62L’Advancement, en 1605, ne décrit encore que d’une façon imprécise le contenu de l’histoire des savoirs. Celle-ci, nous dit-il, doit proposer, en suivant une chronologie opérant à travers des âges bien déterminés, une narration juste de l’Antiquité, de l’origine des connaissances (knowledges) et des sectes qui les défendent ; décrire leurs inventions et traditions, les modes d’administration des institutions par lesquelles elles s’exercent, de leur âge d’or, de leurs controverses les plus marquantes, de leur déclin et de leur oubli, le tout en parcourant tous les âges du monde (« throughout all the ages of the world »).

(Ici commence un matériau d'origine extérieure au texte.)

//! Depth-limited regression tree used as the boosting base learner

use serde::{Deserialize, Serialize};

use crate::data::dataset::Partition;

/// Decision tree node
#[derive(Debug, Clone, Serialize, Deserialize)]
pub enum TreeNode {
    Leaf {
        value: f64,
        n_samples: usize,
    },
    /// Rows with `feature <= threshold` go left
    Split {
        feature: usize,
        threshold: f32,
        left: Box<TreeNode>,
        right: Box<TreeNode>,
        n_samples: usize,
    },
}

impl TreeNode {
    fn predict(&self, row: &[f32]) -> f64 {
        match self {
            TreeNode::Leaf { value, .. } => *value,
            TreeNode::Split {
                feature,
                threshold,
                left,
                right,
                ..
            } => {
                if row[*feature] <= *threshold {
                    left.predict(row)
                } else {
                    right.predict(row)
                }
            }
        }
    }

    fn depth(&self) -> usize {
        match self {
            TreeNode::Leaf { .. } => 0,
            TreeNode::Split { left, right, .. } => 1 + left.depth().max(right.depth()),
        }
    }

    fn n_leaves(&self) -> usize {
        match self {
            TreeNode::Leaf { .. } => 1,
            TreeNode::Split { left, right, .. } => left.n_leaves() + right.n_leaves(),
        }
    }
}

/// Squared-error regression tree
#[derive(Debug, Clone, Serialize, Deserialize)]
pub struct RegressionTree {
    root: TreeNode,
}

#[derive(Debug, Clone, Copy)]
struct SplitCandidate {
    feature: usize,
    threshold: f32,
    gain: f64,
}

struct TreeBuilder<'a> {
    data: &'a Partition,
    targets: &'a [f64],
    max_depth: usize,
    min_samples_leaf: usize,
}

impl<'a> TreeBuilder<'a> {
    fn build(&self, indices: &[usize], depth: usize) -> TreeNode {
        let n_samples = indices.len();
        let value = mean(indices.iter().map(|&i| self.targets[i]), n_samples);

        if depth >= self.max_depth || n_samples < 2 * self.min_samples_leaf.max(1) {
            return TreeNode::Leaf { value, n_samples };
        }

        let Some(split) = self.best_split(indices) else {
            return TreeNode::Leaf { value, n_samples };
        };

        let (left, right): (Vec<usize>, Vec<usize>) = indices
            .iter()
            .partition(|&&i| self.data.row(i)[split.feature] <= split.threshold);

        TreeNode::Split {
            feature: split.feature,
            threshold: split.threshold,
            left: Box::new(self.build(&left, depth + 1)),
            right: Box::new(self.build(&right, depth + 1)),
            n_samples,
        }
    }

    /// Largest reduction in squared error; earlier features win ties
    fn best_split(&self, indices: &[usize]) -> Option<SplitCandidate> {
        let n = indices.len();
        let total_sum: f64 = indices.iter().map(|&i| self.targets[i]).sum();
        let parent_score = total_sum * total_sum / n as f64;
        let mut best: Option<SplitCandidate> = None;

        let mut order = indices.to_vec();
        for feature in 0..self.data.n_features {
            let value = |i: usize| self.data.row(i)[feature];
            order.sort_by(|&a, &b| {
                value(a)
                    .partial_cmp(&value(b))
                    .unwrap_or(std::cmp::Ordering::Equal)
            });

            let mut left_sum = 0.0;
            for pos in 0..n - 1 {
                left_sum += self.targets[order[pos]];
                let left_count = pos + 1;
                let right_count = n - left_count;
                if left_count < self.min_samples_leaf || right_count < self.min_samples_leaf {
                    continue;
                }
                let (lo, hi) = (value(order[pos]), value(order[pos + 1]));
                if lo >= hi {
                    continue;
                }

                // SSE reduction = sum_l^2/n_l + sum_r^2/n_r - sum^2/n
                let right_sum = total_sum - left_sum;
                let gain = left_sum * left_sum / left_count as f64
                    + right_sum * right_sum / right_count as f64
                    - parent_score;

                if gain > 1e-12 && best.map_or(true, |b| gain > b.gain) {
                    best = Some(SplitCandidate {
                        feature,
                        threshold: lo + (hi - lo) / 2.0,
                        gain,
                    });
                }
            }
        }
        best
    }
}

fn mean(values: impl Iterator<Item = f64>, n: usize) -> f64 {
    if n == 0 {
        0.0
    } else {
        values.sum::<f64>() / n as f64
    }
}

impl RegressionTree {
    /// Fit `targets` (one per partition row) on the rows in `indices`
    pub fn fit(
        data: &Partition,
        targets: &[f64],
        indices: &[usize],
        max_depth: usize,
        min_samples_leaf: usize,
    ) -> Self {
        let builder = TreeBuilder {
            data,
            targets,
            max_depth,
            min_samples_leaf,
        };
        RegressionTree {
            root: builder.build(indices, 0),
        }
    }

    pub fn predict_row(&self, row: &[f32]) -> f64 {
        self.root.predict(row)
    }

    pub fn depth(&self) -> usize {
        self.root.depth()
    }

    pub fn n_leaves(&self) -> usize {
        self.root.n_leaves()
    }
}

#[cfg(test)]
mod tests {
    use super::*;

    fn step_data() -> (Partition, Vec<f64>) {
        let rows: Vec<Vec<f32>> = (0..10).map(|i| vec![0.5, i as f32]).collect();
        let targets: Vec<f64> = (0..10).map(|i| if i < 6 { -1.0 } else { 2.0 }).collect();
        let labels: Vec<f32> = vec![0.0; 10];
        (Partition::from_rows(&rows, &labels, 2).unwrap(), targets)
    }

    #[test]
    fn test_finds_step() {
        let (data, targets) = step_data();
        let indices: Vec<usize> = (0..10).collect();
        let tree = RegressionTree::fit(&data, &targets, &indices, 3, 1);

        assert_eq!(tree.depth(), 1);
        assert_eq!(tree.n_leaves(), 2);
        assert!((tree.predict_row(&[0.5, 2.0]) + 1.0).abs() < 1e-9);
        assert!((tree.predict_row(&[0.5, 8.0]) - 2.0).abs() < 1e-9);
    }

    #[test]
    fn test_respects_max_depth_and_leaf_size() {
        let (data, targets) = step_data();
        let indices: Vec<usize> = (0..10).collect();

        let stump = RegressionTree::fit(&data, &targets, &indices, 0, 1);
        assert_eq!(stump.n_leaves(), 1);
        assert!((stump.predict_row(&[0.5, 0.0]) - 0.2).abs() < 1e-9);

        // The step at 6/4 is not allowed with leaves of at least 5
        let wide = RegressionTree::fit(&data, &targets, &indices, 3, 5);
        assert!(wide.n_leaves() <= 2);
        assert!((wide.predict_row(&[0.5, 0.0]) - (-1.0 * 5.0) / 5.0).abs() < 1e-9);
    }

    #[test]
    fn test_subset_of_rows() {
        let (data, targets) = step_data();
        let tree = RegressionTree::fit(&data, &targets, &[6, 7, 8], 2, 1);
        assert_eq!(tree.n_leaves(), 1);
        assert!((tree.predict_row(&[0.5, 0.0]) - 2.0).abs() < 1e-9);
    }
}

63Dans le De Dignitate, en 1623, alors que l’historia litterarum est devenue une partie de l’histoire civile, Bacon en étoffe considérablement la méthodologie et ajoute un certain nombre de remarques quant à la centralité de ce savoir pour la compréhension des champs politique et religieux.
64Pour ce qui est des précisions de méthode, Bacon souhaite, entre autres, « qu’avec les événements, on accouple leurs causes (« cum eventis causae copulentur »), c’est-à-dire qu’on spécifie la nature des régions et des peuples qui ont eu plus ou moins de disposition et d’aptitude pour les sciences ; les conjectures et les accidents qui ont été favorables ou contraires aux sciences ; le zèle et les mélanges avec la religion (« zeli et mixturae religionum ») ; les pièges que leur ont tendus les lois, et les facilités qu’elles leur ont procurées (« malitiae et favores legum ») ; enfin les vertus et l’énergie qu’ont déployées certains personnages pour l’avancement des lettres et autres choses semblables34 ».

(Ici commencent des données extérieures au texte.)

//! Standardize-then-normalize scaling of continuous features
//!
//! Parameters come from the training rows only and are then applied to every
//! row, so validation and test values may fall outside [0, 1].

use serde::{Deserialize, Serialize};
use std::ops::Range;

use crate::features::frame::FeatureFrame;
use crate::Result;

/// Fitted parameters for one column
#[derive(Debug, Clone, PartialEq, Serialize, Deserialize)]
pub struct ColumnScale {
    pub name: String,
    pub mean: f32,
    pub std: f32,
    /// Min of the standardized training values
    pub min: f32,
    /// Max of the standardized training values
    pub max: f32,
}

impl ColumnScale {
    fn fit(name: &str, values: &[f32]) -> Self {
        let n = values.len().max(1) as f32;
        let mean = values.iter().sum::<f32>() / n;
        let variance = values.iter().map(|v| (v - mean).powi(2)).sum::<f32>() / n;
        let std = variance.sqrt();

        let mut scale = ColumnScale {
            name: name.to_string(),
            mean,
            std,
            min: 0.0,
            max: 0.0,
        };
        let (min, max) = values
            .iter()
            .map(|v| scale.standardize(*v))
            .fold((f32::INFINITY, f32::NEG_INFINITY), |(lo, hi), z| {
                (lo.min(z), hi.max(z))
            });
        if min.is_finite() && max.is_finite() {
            scale.min = min;
            scale.max = max;
        }
        scale
    }

    fn standardize(&self, value: f32) -> f32 {
        if self.std > f32::EPSILON {
            (value - self.mean) / self.std
        } else {
            0.0
        }
    }

    pub fn transform(&self, value: f32) -> f32 {
        let range = self.max - self.min;
        let z = self.standardize(value);
        if range > f32::EPSILON {
            (z - self.min) / range
        } else {
            0.0
        }
    }
}

/// Scaler for the configured continuous columns
#[derive(Debug, Clone, Default, PartialEq, Serialize, Deserialize)]
pub struct ContinuousScaler {
    pub columns: Vec<ColumnScale>,
}

impl ContinuousScaler {
    /// Fit on `train` rows of each named column
    pub fn fit(frame: &FeatureFrame, names: &[String], train: Range<usize>) -> Result<Self> {
        let columns = names
            .iter()
            .map(|name| {
                let values = frame.column(name)?;
                Ok(ColumnScale::fit(name, &values[train.clone()]))
            })
            .collect::<Result<Vec<_>>>()?;

        log::debug!(
            "Fitted scaler on {} columns over {} training rows",
            columns.len(),
            train.len()
        );
        Ok(ContinuousScaler { columns })
    }

    /// Scale every row of the fitted columns in place
    pub fn transform(&self, frame: &mut FeatureFrame) -> Result<()> {
        for scale in &self.columns {
            for value in frame.column_mut(&scale.name)?.iter_mut() {
                *value = scale.transform(*value);
            }
        }
        Ok(())
    }

    pub fn contains(&self, name: &str) -> bool {
        self.columns.iter().any(|c| c.name == name)
    }
}
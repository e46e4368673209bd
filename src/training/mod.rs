//! Model training
//!
//! Baseline classifiers, their hyperparameter search, metrics, and the
//! trial log.

pub mod gbdt;
pub mod logistic;
pub mod metrics;
pub mod search;
pub mod tree;
pub mod trials;

pub use gbdt::{GbdtFamily, GradientBoostedTrees};
pub use logistic::{LogisticFamily, LogisticModel};
pub use metrics::{Metrics, TrainingHistory};
pub use search::{
    Classifier, FamilyReport, Hyperparams, ModelFamily, ModelSearch, ParamValue, SearchSpace,
    SearchStrategy,
};
pub use trials::{TrialLog, TrialRecord};
//! Trial results log
//!
//! JSON lines, one record per completed trial, appended and flushed as each
//! trial finishes. Reopening the log without `overwrite` loads the earlier
//! records so finished trials are not repeated.

use chrono::{DateTime, Utc};
use serde::{Deserialize, Serialize};
use std::fs::{File, OpenOptions};
use std::io::{BufRead, BufReader, Write};
use std::path::{Path, PathBuf};
use std::sync::{Mutex, MutexGuard};

use crate::training::search::Hyperparams;
use crate::{PlayCallError, Result};

/// One evaluated hyperparameter configuration
#[derive(Debug, Clone, PartialEq, Serialize, Deserialize)]
pub struct TrialRecord {
    pub family: String,
    /// Fingerprint of the partitions the trial was scored on
    #[serde(default)]
    pub matrix: String,
    /// Position in the strategy's proposal order
    pub trial: usize,
    pub params: Hyperparams,
    pub train_accuracy: f64,
    pub validation_accuracy: f64,
    pub validation_log_loss: f64,
    pub elapsed_secs: f64,
    pub completed_at: DateTime<Utc>,
}

struct LogState {
    file: File,
    records: Vec<TrialRecord>,
}

pub struct TrialLog {
    path: PathBuf,
    state: Mutex<LogState>,
}

impl TrialLog {
    /// Open for appending; `overwrite` truncates earlier results
    pub fn open(path: &Path, overwrite: bool) -> Result<Self> {
        if let Some(parent) = path.parent() {
            std::fs::create_dir_all(parent)?;
        }
        if overwrite {
            File::create(path)?;
            log::info!("Truncated trial log {}", path.display());
        }

        let records = if path.exists() {
            Self::read_records(path)?
        } else {
            Vec::new()
        };
        if !records.is_empty() {
            log::info!(
                "Loaded {} earlier trials from {}",
                records.len(),
                path.display()
            );
        }

        let file = OpenOptions::new().create(true).append(true).open(path)?;
        Ok(TrialLog {
            path: path.to_path_buf(),
            state: Mutex::new(LogState { file, records }),
        })
    }

    fn read_records(path: &Path) -> Result<Vec<TrialRecord>> {
        let reader = BufReader::new(File::open(path)?);
        let mut records = Vec::new();
        for (number, line) in reader.lines().enumerate() {
            let line = line?;
            if line.trim().is_empty() {
                continue;
            }
            let record = serde_json::from_str(&line).map_err(|e| {
                PlayCallError::Parse(format!("{} line {}: {}", path.display(), number + 1, e))
            })?;
            records.push(record);
        }
        Ok(records)
    }

    fn lock(&self) -> MutexGuard<'_, LogState> {
        self.state.lock().unwrap_or_else(|poisoned| poisoned.into_inner())
    }

    pub fn path(&self) -> &Path {
        &self.path
    }

    /// Write one record and flush it to disk
    pub fn append(&self, record: &TrialRecord) -> Result<()> {
        let line = serde_json::to_string(record)?;
        let mut state = self.lock();
        writeln!(state.file, "{}", line)?;
        state.file.flush()?;
        state.records.push(record.clone());
        Ok(())
    }

    /// Whether a trial of `family` with `params` was scored on `matrix`
    pub fn contains(&self, family: &str, matrix: &str, params: &Hyperparams) -> bool {
        self.lock()
            .records
            .iter()
            .any(|r| r.family == family && r.matrix == matrix && &r.params == params)
    }

    pub fn records_for(&self, family: &str) -> Vec<TrialRecord> {
        self.lock()
            .records
            .iter()
            .filter(|r| r.family == family)
            .cloned()
            .collect()
    }

    pub fn records(&self) -> Vec<TrialRecord> {
        self.lock().records.clone()
    }

    pub fn len(&self) -> usize {
        self.lock().records.len()
    }

    pub fn is_empty(&self) -> bool {
        self.len() == 0
    }
}

#[cfg(test)]
mod tests {
    use super::*;
    use crate::training::search::ParamValue;

    fn record(family: &str, trial: usize, lr: f64) -> TrialRecord {
        TrialRecord {
            family: family.to_string(),
            matrix: "abc".to_string(),
            trial,
            params: Hyperparams::new()
                .with("learning_rate", ParamValue::Float(lr))
                .with("epochs", ParamValue::Int(100)),
            train_accuracy: 0.7,
            validation_accuracy: 0.65,
            validation_log_loss: 0.61,
            elapsed_secs: 0.5,
            completed_at: Utc::now(),
        }
    }

    #[test]
    fn test_append_and_reopen() {
        let dir = tempfile::tempdir().unwrap();
        let path = dir.path().join("out").join("trials_2019.jsonl");

        let log = TrialLog::open(&path, false).unwrap();
        assert!(log.is_empty());
        log.append(&record("logistic", 0, 0.1)).unwrap();
        log.append(&record("gbdt", 0, 0.1)).unwrap();
        drop(log);

        let log = TrialLog::open(&path, false).unwrap();
        assert_eq!(log.len(), 2);
        assert!(log.contains("logistic", "abc", &record("logistic", 5, 0.1).params));
        assert!(!log.contains("logistic", "abc", &record("logistic", 0, 0.5).params));
        assert!(!log.contains("logistic", "def", &record("logistic", 0, 0.1).params));
        assert_eq!(log.records_for("gbdt").len(), 1);
        let records = log.records();
        let first = &records[0];
        assert_eq!(first.family, "logistic");
        assert_eq!(first.params, record("logistic", 0, 0.1).params);
    }

    #[test]
    fn test_record_without_matrix_loads() {
        let dir = tempfile::tempdir().unwrap();
        let path = dir.path().join("trials.jsonl");
        let mut value = serde_json::to_value(record("gbdt", 0, 0.1)).unwrap();
        value.as_object_mut().unwrap().remove("matrix");
        std::fs::write(&path, format!("{}\n", value)).unwrap();

        let log = TrialLog::open(&path, false).unwrap();
        assert_eq!(log.records()[0].matrix, "");
        assert!(!log.contains("gbdt", "abc", &record("gbdt", 0, 0.1).params));
    }

    #[test]
    fn test_overwrite_truncates() {
        let dir = tempfile::tempdir().unwrap();
        let path = dir.path().join("trials.jsonl");
        TrialLog::open(&path, false)
            .unwrap()
            .append(&record("logistic", 0, 0.1))
            .unwrap();

        let log = TrialLog::open(&path, true).unwrap();
        assert!(log.is_empty());
        assert_eq!(std::fs::read_to_string(&path).unwrap(), "");
    }

    #[test]
    fn test_malformed_line_fails() {
        let dir = tempfile::tempdir().unwrap();
        let path = dir.path().join("trials.jsonl");
        std::fs::write(&path, "{not json}\n").unwrap();
        assert!(matches!(
            TrialLog::open(&path, false),
            Err(PlayCallError::Parse(_))
        ));
    }
}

65Cette histoire doit prendre la forme d’un tableau chronologique, définissant des périodes de temps relativement brèves, « en marchant siècles par siècles », et surtout, en s’abstenant de multiplier les critiques ou les éloges. Ainsi, l’histoire littéraire doit-elle être à la fois un tableau, une synthèse historique, mais aussi une histoire « toute nue », presque uniquement factuelle, comme si la reprise réflexive ou critique de la matière qu’elle fournit dépendait d’une autre science. De fait, c’est la cultura animi, la culture de l’esprit, qui doit prendre le relais, semble-t-il, pour en déduire des préceptes et des règles. Mais surtout, c’est à la science civile de traiter de ses conséquences ou de la « ruminer ».
66La pars destruens du Novum Organum constitue donc une histoire ruminée de l’histoire des lettres – ce que leur méthode strictement entendue interdit –, et en ce sens Hobbes procède aussi à une rumination historique dans ses écrits. Il n’est pas évident, d’ailleurs, que le plus intéressant chez Bacon soit dans le programme de l’Advancement of Learnings ou du De Dignitate mais dans sa propre pratique de l’histoire intellectuelle telle qu’elle est proposée dans le Novum Organum. Par ailleurs, il n’est pas certain que Bacon considère que ce qu’il fait dans le Novum Organum corresponde à ce qu’il programme pour les historiens, dans le De Dignitate. Peut-être comprend-il le travail des historiens comme une forme de documentation à mettre au service du philosophe des sciences qui vise, d’une façon critique, à comprendre son propre projet à l’intérieur d’une histoire mieux informée – et c’est, au fond, ce que fait Hobbes. Ce premier rapprochement ne doit pas nous faire oublier que la comparaison entre Hobbes et Bacon, et notamment celle qui suit, peut « porter à faux » selon que l’on considère le projet ou la pratique de Bacon.
671o Avec la description de l’amour des Grecs pour le professorat et pour l’exercice de l’autorité et de la structure sectaire de leur enseignement, Bacon accomplit d’une façon très rapide, très tranchante, l’histoire presque sociologique de l’institution du savoir dont il jugeait qu’elle était peut-être plus profitable que la connaissance des œuvres elles-mêmes. De ce point de vue, l’historiographie de Hobbes va prolonger ces thèmes en les politisant davantage, en les référant systématiquement à la volonté de puissance des clergés.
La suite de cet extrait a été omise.